Glühend verehrt und abgrundtief verhasst
Richard Wagner gilt als einer der bedeutendsten und zugleich umstrittensten deutschen Komponisten. An ihm scheiden sich die Geister: zwischen bedingungsloser Liebe und unbändiger Abneigung - ein Dazwischen gibt es kaum. Heute vor 200 Jahren wurde Wagner in Leipzig geboren.

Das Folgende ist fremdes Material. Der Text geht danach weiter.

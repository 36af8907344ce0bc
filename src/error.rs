use axum::{
    http::StatusCode,
    response::{IntoResponse, Response},
    Json,
};
use serde_json::json;
use std::error::Error;
use std::fmt;
use std::path::{Path, PathBuf};

/// Errors raised while reading or parsing the mount table.
#[derive(Debug, thiserror::Error)]
pub enum MountError {
    /// A single mount-table line could not be parsed. Never fatal: the
    /// reader logs it and moves on to the next line.
    #[error("unable to parse mount line {line:?}: {reason}")]
    Parse { line: String, reason: String },
    /// The mount table exists but could not be read.
    #[error("failed to read {}: {source}", path.display())]
    Io {
        path: PathBuf,
        #[source]
        source: std::io::Error,
    },
}

/// Errors raised by volume metadata queries against a mount point.
///
/// Both variants describe a transient condition (a share that went stale, a
/// disk that was pulled) and are scoped to the single query that hit them.
#[derive(Debug, Clone, PartialEq, Eq, thiserror::Error)]
pub enum VolumeError {
    #[error("volume at {path} is unavailable: {reason}")]
    Unavailable { path: String, reason: String },
    #[error("volume at {path} did not respond within {timeout_ms} ms")]
    TimedOut { path: String, timeout_ms: u64 },
}

impl VolumeError {
    pub fn unavailable(path: &Path, reason: impl Into<String>) -> Self {
        VolumeError::Unavailable { path: path.display().to_string(), reason: reason.into() }
    }

    /// The mount point the failed query was aimed at.
    pub fn path(&self) -> &str {
        match self {
            VolumeError::Unavailable { path, .. } | VolumeError::TimedOut { path, .. } => path,
        }
    }
}

/// The primary error type for the HTTP layer.
///
/// This enum consolidates all failures a handler can return and knows how to
/// render itself as a JSON error response.
#[derive(Debug)]
pub enum AppError {
    /// For internal server errors that are not expected to be handled by the client.
    Internal(anyhow::Error),
    /// For when a requested resource is not found.
    NotFound(String),
    /// For when a volume or the mount table is temporarily unavailable.
    ServiceUnavailable(String),
    /// For when a specific field in a request fails validation.
    ValidationError {
        /// The name of the field that failed validation.
        field: String,
        /// A message describing the validation error.
        message: String,
    },
    /// For when the mount table exists but cannot be read.
    IoError(String),
}

impl fmt::Display for AppError {
    fn fmt(&self, f: &mut fmt::Formatter<'_>) -> fmt::Result {
        match self {
            AppError::Internal(e) => write!(f, "Internal error: {}", e),
            AppError::NotFound(msg) => write!(f, "Not found: {}", msg),
            AppError::ServiceUnavailable(msg) => write!(f, "Service unavailable: {}", msg),
            AppError::ValidationError { field, message } => {
                write!(f, "Validation error on field '{}': {}", field, message)
            }
            AppError::IoError(msg) => write!(f, "I/O error: {}", msg),
        }
    }
}

impl Error for AppError {
    fn source(&self) -> Option<&(dyn Error + 'static)> {
        match self {
            AppError::Internal(e) => Some(e.as_ref()),
            _ => None,
        }
    }
}

impl IntoResponse for AppError {
    fn into_response(self) -> Response {
        let (status, error_code, error_message, details) = match self {
            AppError::Internal(e) => {
                tracing::error!("Internal error: {:?}", e);
                let error_id = uuid::Uuid::new_v4();
                tracing::error!("Error ID: {}", error_id);
                (
                    StatusCode::INTERNAL_SERVER_ERROR,
                    "INTERNAL_ERROR",
                    "An internal server error occurred".to_string(),
                    Some(json!({ "error_id": error_id.to_string() })),
                )
            }
            AppError::NotFound(msg) => (StatusCode::NOT_FOUND, "NOT_FOUND", msg, None),
            AppError::ServiceUnavailable(msg) => {
                (StatusCode::SERVICE_UNAVAILABLE, "SERVICE_UNAVAILABLE", msg, None)
            }
            AppError::ValidationError { field, message } => (
                StatusCode::BAD_REQUEST,
                "VALIDATION_ERROR",
                format!("Validation failed for field '{}'", field),
                Some(json!({ "field": field, "message": message })),
            ),
            AppError::IoError(msg) => {
                tracing::error!("I/O error: {}", msg);
                (
                    StatusCode::INTERNAL_SERVER_ERROR,
                    "IO_ERROR",
                    "An I/O error occurred".to_string(),
                    Some(json!({ "details": msg })),
                )
            }
        };

        let mut body = json!({
            "error": {
                "code": error_code,
                "message": error_message,
            },
            "status": status.as_u16(),
            "timestamp": chrono::Utc::now().to_rfc3339(),
        });

        if let Some(details) = details {
            body["error"]["details"] = details;
        }

        (status, Json(body)).into_response()
    }
}

impl From<anyhow::Error> for AppError {
    fn from(err: anyhow::Error) -> Self {
        AppError::Internal(err)
    }
}

impl From<VolumeError> for AppError {
    fn from(err: VolumeError) -> Self {
        AppError::ServiceUnavailable(err.to_string())
    }
}

impl From<MountError> for AppError {
    fn from(err: MountError) -> Self {
        match err {
            MountError::Io { path, source } => {
                AppError::IoError(format!("{}: {}", path.display(), source))
            }
            other => AppError::Internal(anyhow::Error::new(other)),
        }
    }
}

/// A type alias for `Result<T, AppError>`, used throughout the HTTP layer.
pub type AppResult<T> = Result<T, AppError>;

/// An extension trait for `Option` that provides a convenient way to convert
/// an `Option` to a `Result` with a `NotFound` error.
pub trait OptionExt<T> {
    /// Converts an `Option<T>` to a `Result<T, AppError>`.
    ///
    /// * `entity` - A string describing the entity that was not found.
    fn ok_or_not_found(self, entity: &str) -> AppResult<T>;
}

impl<T> OptionExt<T> for Option<T> {
    fn ok_or_not_found(self, entity: &str) -> AppResult<T> {
        self.ok_or_else(|| AppError::NotFound(format!("{} not found", entity)))
    }
}

/// Request validation helpers.
pub mod validation {
    use super::*;
    use std::path::Path;

    /// Validates a file path.
    ///
    /// Rejects empty paths, paths with null characters and relative paths,
    /// since mount points are always absolute.
    pub fn validate_path(path: &str) -> AppResult<()> {
        if path.is_empty() {
            return Err(AppError::ValidationError {
                field: "path".to_string(),
                message: "Path cannot be empty".to_string(),
            });
        }

        if path.contains('\0') {
            return Err(AppError::ValidationError {
                field: "path".to_string(),
                message: "Path contains null characters".to_string(),
            });
        }

        if !Path::new(path).is_absolute() {
            return Err(AppError::ValidationError {
                field: "path".to_string(),
                message: "Path must be absolute".to_string(),
            });
        }

        Ok(())
    }
}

"Im wunderschönen Monat Mai/ kroch Richard Wagner aus dem Ei:
ihm wünschen, die zumeist ihn lieben,
er wäre besser drin geblieben."
So selbstironisch, aber auch hämisch gegen seine Kritiker gratulierte sich Richard Wagner selbst 1855 zu seinem 42. Geburtstag. Da hatte er schon einige Opern geschrieben, neben den Jugendwerken "Die Feen", "Das Liebesverbot" sowie "Rienzi", dem größten Publikumserfolg zu seinen Lebzeiten, auch den "Fliegenden Holländer", "Tannhäuser" und "Lohengrin". Aber Wagner lebte im Exil, war ein in Deutschland steckbrieflich gesuchter Revolutionär, und sein großer Plan, das gewaltige "Ring"-Projekt zu beenden und zur Aufführung zu bringen, schien damit kaum realisierbar.
Als er am 22. Mai 1813 in Leipzig aus dem Ei schlüpfte, als letztes Kind der Bäckerstochter Johanna Rosine und des Polizeiaktuars Friedrich Wagner, der wenige Monate nach der Geburt dieses Sohnes starb, da war nicht abzusehen, dass dieser Spross neben dem im selben Jahr geborenen Giuseppe Verdi zu den bedeutendsten Opernkomponisten des
19. Jahrhunderts gehören sollte.
"Leidend und groß, wie das Jahrhundert, dessen vollkommener Ausdruck sie ist, das neunzehnte, steht die geistige Gestalt Richard Wagners mir vor Augen. Physiognomisch zerfurcht von allen seinen Zügen, überladen mit allen seinen Trieben, so sehe ich sie, und kaum weiß ich die Liebe zu seinem Werk, einem der großartig fragwürdigsten, vieldeutigsten und faszinierendsten Phänomene der schöpferischen Welt, zu unterscheiden von der Liebe zu dem Jahrhundert, dessen größten Teil sein Leben ausfüllt, dies unruhvoll umgetriebene, gequälte, besessene und verkannte, in Weltruhmesglanz mündende Leben."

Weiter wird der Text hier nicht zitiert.